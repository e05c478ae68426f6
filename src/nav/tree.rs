use std::collections::{HashMap, HashSet};

use thiserror::Error;

use super::pages::Page;
use crate::guards::RouteGuard;

/// Errors detected while building a navigation tree.
#[derive(Error, Debug, PartialEq, Eq)]
pub enum NavError {
    /// The same path would be reachable under two guards.
    #[error("route pattern '{0}' is registered more than once")]
    DuplicateRoute(String),

    #[error("route pattern '{0}' must start with '/'")]
    InvalidPattern(String),
}

/// One entry of the navigation table: a path pattern wrapped by exactly one
/// guard, pointing at one page. Segments starting with ':' are parameters.
#[derive(Debug, Clone)]
pub struct Route {
    pub pattern: &'static str,
    pub guard: RouteGuard,
    pub page: Page,
}

impl Route {
    pub fn new(pattern: &'static str, guard: RouteGuard, page: Page) -> Self {
        Route { pattern, guard, page }
    }
}

/// A successful lookup: the matched route plus any captured parameters.
#[derive(Debug)]
pub struct RouteMatch<'a> {
    pub route: &'a Route,
    pub params: HashMap<String, String>,
}

/// The static, declarative mapping from paths to (guard, page) pairs.
///
/// Construction enforces the table invariant: no pattern may be registered
/// twice, so no path is ever reachable under two different guards.
#[derive(Debug)]
pub struct NavigationTree {
    routes: Vec<Route>,
}

fn segments(path: &str) -> Vec<&str> {
    path.split('/').filter(|s| !s.is_empty()).collect()
}

/// Collapse parameter names so "/jobs/:id" and "/jobs/:job_id" count as the
/// same shape for duplicate detection.
fn normalized(pattern: &str) -> String {
    let parts: Vec<&str> = segments(pattern)
        .into_iter()
        .map(|s| if s.starts_with(':') { ":" } else { s })
        .collect();
    format!("/{}", parts.join("/"))
}

impl NavigationTree {
    pub fn new(routes: Vec<Route>) -> Result<Self, NavError> {
        let mut seen = HashSet::new();
        for route in &routes {
            if !route.pattern.starts_with('/') {
                return Err(NavError::InvalidPattern(route.pattern.to_string()));
            }
            if !seen.insert(normalized(route.pattern)) {
                return Err(NavError::DuplicateRoute(route.pattern.to_string()));
            }
        }
        Ok(NavigationTree { routes })
    }

    pub fn routes(&self) -> &[Route] {
        &self.routes
    }

    /// Find the route matching `path`, capturing `:param` segments.
    /// Literal segments win over parameters when both could match.
    pub fn resolve(&self, path: &str) -> Option<RouteMatch<'_>> {
        let path_segments = segments(path);

        let mut best: Option<(usize, RouteMatch<'_>)> = None;
        for route in &self.routes {
            let pattern_segments = segments(route.pattern);
            if pattern_segments.len() != path_segments.len() {
                continue;
            }

            let mut params = HashMap::new();
            let mut literal_count = 0;
            let mut matched = true;
            for (pattern_segment, path_segment) in pattern_segments.iter().zip(&path_segments) {
                if let Some(name) = pattern_segment.strip_prefix(':') {
                    params.insert(name.to_string(), (*path_segment).to_string());
                } else if pattern_segment == path_segment {
                    literal_count += 1;
                } else {
                    matched = false;
                    break;
                }
            }
            if !matched {
                continue;
            }

            let candidate = RouteMatch { route, params };
            match &best {
                Some((best_literals, _)) if *best_literals >= literal_count => {}
                _ => best = Some((literal_count, candidate)),
            }
        }
        best.map(|(_, m)| m)
    }
}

+++++

Exercise aim — What is needed is an exact transcription of every entry above.

Reply to the exercise —
repository e05c478ae68426f6
filename src/nav/tree.rs
use std::collections::{HashMap, HashSet};

use thiserror::Error;

use super::pages::Page;
use crate::guards::RouteGuard;

/// Errors detected while building a navigation tree.
#[derive(Error, Debug, PartialEq, Eq)]
pub enum NavError {
    /// The same path would be reachable under two guards.
    #[error("route pattern '{0}' is registered more than once")]
    DuplicateRoute(String),

    #[error("route pattern '{0}' must start with '/'")]
    InvalidPattern(String),
}

/// One entry of the navigation table: a path pattern wrapped by exactly one
/// guard, pointing at one page. Segments starting with ':' are parameters.
#[derive(Debug, Clone)]
pub struct Route {
    pub pattern: &'static str,
    pub guard: RouteGuard,
    pub page: Page,
}

impl Route {
    pub fn new(pattern: &'static str, guard: RouteGuard, page: Page) -> Self {
        Route { pattern, guard, page }
    }
}

/// A successful lookup: the matched route plus any captured parameters.
#[derive(Debug)]
pub struct RouteMatch<'a> {
    pub route: &'a Route,
    pub params: HashMap<String, String>,
}

/// The static, declarative mapping from paths to (guard, page) pairs.
///
/// Construction enforces the table invariant: no pattern may be registered
/// twice, so no path is ever reachable under two different guards.
#[derive(Debug)]
pub struct NavigationTree {
    routes: Vec<Route>,
}

fn segments(path: &str) -> Vec<&str> {
    path.split('/').filter(|s| !s.is_empty()).collect()
}

/// Collapse parameter names so "/jobs/:id" and "/jobs/:job_id" count as the
/// same shape for duplicate detection.
fn normalized(pattern: &str) -> String {
    let parts: Vec<&str> = segments(pattern)
        .into_iter()
        .map(|s| if s.starts_with(':') { ":" } else { s })
        .collect();
    format!("/{}", parts.join("/"))
}

impl NavigationTree {
    pub fn new(routes: Vec<Route>) -> Result<Self, NavError> {
        let mut seen = HashSet::new();
        for route in &routes {
            if !route.pattern.starts_with('/') {
                return Err(NavError::InvalidPattern(route.pattern.to_string()));
            }
            if !seen.insert(normalized(route.pattern)) {
                return Err(NavError::DuplicateRoute(route.pattern.to_string()));
            }
        }
        Ok(NavigationTree { routes })
    }

    pub fn routes(&self) -> &[Route] {
        &self.routes
    }

    /// Find the route matching `path`, capturing `:param` segments.
    /// Literal segments win over parameters when both could match.
    pub fn resolve(&self, path: &str) -> Option<RouteMatch<'_>> {
        let path_segments = segments(path);

        let mut best: Option<(usize, RouteMatch<'_>)> = None;
        for route in &self.routes {
            let pattern_segments = segments(route.pattern);
            if pattern_segments.len() != path_segments.len() {
                continue;
            }

            let mut params = HashMap::new();
            let mut literal_count = 0;
            let mut matched = true;
            for (pattern_segment, path_segment) in pattern_segments.iter().zip(&path_segments) {
                if let Some(name) = pattern_segment.strip_prefix(':') {
                    params.insert(name.to_string(), (*path_segment).to_string());
                } else if pattern_segment == path_segment {
                    literal_count += 1;
                } else {
                    matched = false;
                    break;
                }
            }
            if !matched {
                continue;
            }

            let candidate = RouteMatch { route, params };
            match &best {
                Some((best_literals, _)) if *best_literals >= literal_count => {}
                _ => best = Some((literal_count, candidate)),
            }
        }
        best.map(|(_, m)| m)
    }
}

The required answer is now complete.